[Work to complete] What is needed here is a word-for-word copy of all the entries below.

Stored items:
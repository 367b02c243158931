//! Interpretation of knob values into effect chain attributes.

use stompbox_dsp::processor::Attributes;

// 30 dB of drive takes the waveshaper from clean into full saturation.
const DRIVE_DB_RANGE: (f32, f32) = (0.0, 30.0);

const CHORUS_RATE_HZ: f32 = 1.5;

const DELAY_RANGE_IN_SECONDS: (f32, f32) = (0.0, 1.0);
const DELAY_FEEDBACK: f32 = 0.3;

const COMPRESSOR_THRESHOLD_DB: f32 = -20.0;
const COMPRESSOR_RATIO_RANGE: (f32, f32) = (1.0, 5.0);

/// Current normalized value of every knob.
#[derive(Debug, Default, Clone, Copy)]
#[cfg_attr(feature = "defmt", derive(defmt::Format))]
pub struct Values {
    pub distortion: f32,
    pub chorus: f32,
    pub reverb: f32,
    pub delay: f32,
    pub compressor: f32,
}

/// Translate knob values into the chain's attributes.
///
/// A knob resting at zero disables its effect; anything above scales
/// linearly into the effect's working range.
#[must_use]
pub fn cook_dsp_attributes(values: Values) -> Attributes {
    Attributes {
        distortion_enabled: values.distortion > 0.0,
        drive_db: scale(values.distortion, DRIVE_DB_RANGE),
        chorus_enabled: values.chorus > 0.0,
        chorus_rate_hz: CHORUS_RATE_HZ,
        chorus_depth: values.chorus.clamp(0.0, 1.0),
        reverb_enabled: values.reverb > 0.0,
        reverb_size: values.reverb.clamp(0.0, 1.0),
        delay_enabled: values.delay > 0.0,
        delay_seconds: scale(values.delay, DELAY_RANGE_IN_SECONDS),
        delay_feedback: DELAY_FEEDBACK,
        compressor_enabled: values.compressor > 0.0,
        compressor_threshold_db: COMPRESSOR_THRESHOLD_DB,
        compressor_ratio: scale(values.compressor, COMPRESSOR_RATIO_RANGE),
    }
}

fn scale(value: f32, range: (f32, f32)) -> f32 {
    range.0 + value.clamp(0.0, 1.0) * (range.1 - range.0)
}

[Written response]
repository 367b02c243158931
//! Interpretation of knob values into effect chain attributes.

use stompbox_dsp::processor::Attributes;

// 30 dB of drive takes the waveshaper from clean into full saturation.
const DRIVE_DB_RANGE: (f32, f32) = (0.0, 30.0);

const CHORUS_RATE_HZ: f32 = 1.5;

const DELAY_RANGE_IN_SECONDS: (f32, f32) = (0.0, 1.0);
const DELAY_FEEDBACK: f32 = 0.3;

const COMPRESSOR_THRESHOLD_DB: f32 = -20.0;
const COMPRESSOR_RATIO_RANGE: (f32, f32) = (1.0, 5.0);

/// Current normalized value of every knob.
#[derive(Debug, Default, Clone, Copy)]
#[cfg_attr(feature = "defmt", derive(defmt::Format))]
pub struct Values {
    pub distortion: f32,
    pub chorus: f32,
    pub reverb: f32,
    pub delay: f32,
    pub compressor: f32,
}

/// Translate knob values into the chain's attributes.
///
/// A knob resting at zero disables its effect; anything above scales
/// linearly into the effect's working range.
#[must_use]
pub fn cook_dsp_attributes(values: Values) -> Attributes {
    Attributes {
        distortion_enabled: values.distortion > 0.0,
        drive_db: scale(values.distortion, DRIVE_DB_RANGE),
        chorus_enabled: values.chorus > 0.0,
        chorus_rate_hz: CHORUS_RATE_HZ,
        chorus_depth: values.chorus.clamp(0.0, 1.0),
        reverb_enabled: values.reverb > 0.0,
        reverb_size: values.reverb.clamp(0.0, 1.0),
        delay_enabled: values.delay > 0.0,
        delay_seconds: scale(values.delay, DELAY_RANGE_IN_SECONDS),
        delay_feedback: DELAY_FEEDBACK,
        compressor_enabled: values.compressor > 0.0,
        compressor_threshold_db: COMPRESSOR_THRESHOLD_DB,
        compressor_ratio: scale(values.compressor, COMPRESSOR_RATIO_RANGE),
    }
}

fn scale(value: f32, range: (f32, f32)) -> f32 {
    range.0 + value.clamp(0.0, 1.0) * (range.1 - range.0)
}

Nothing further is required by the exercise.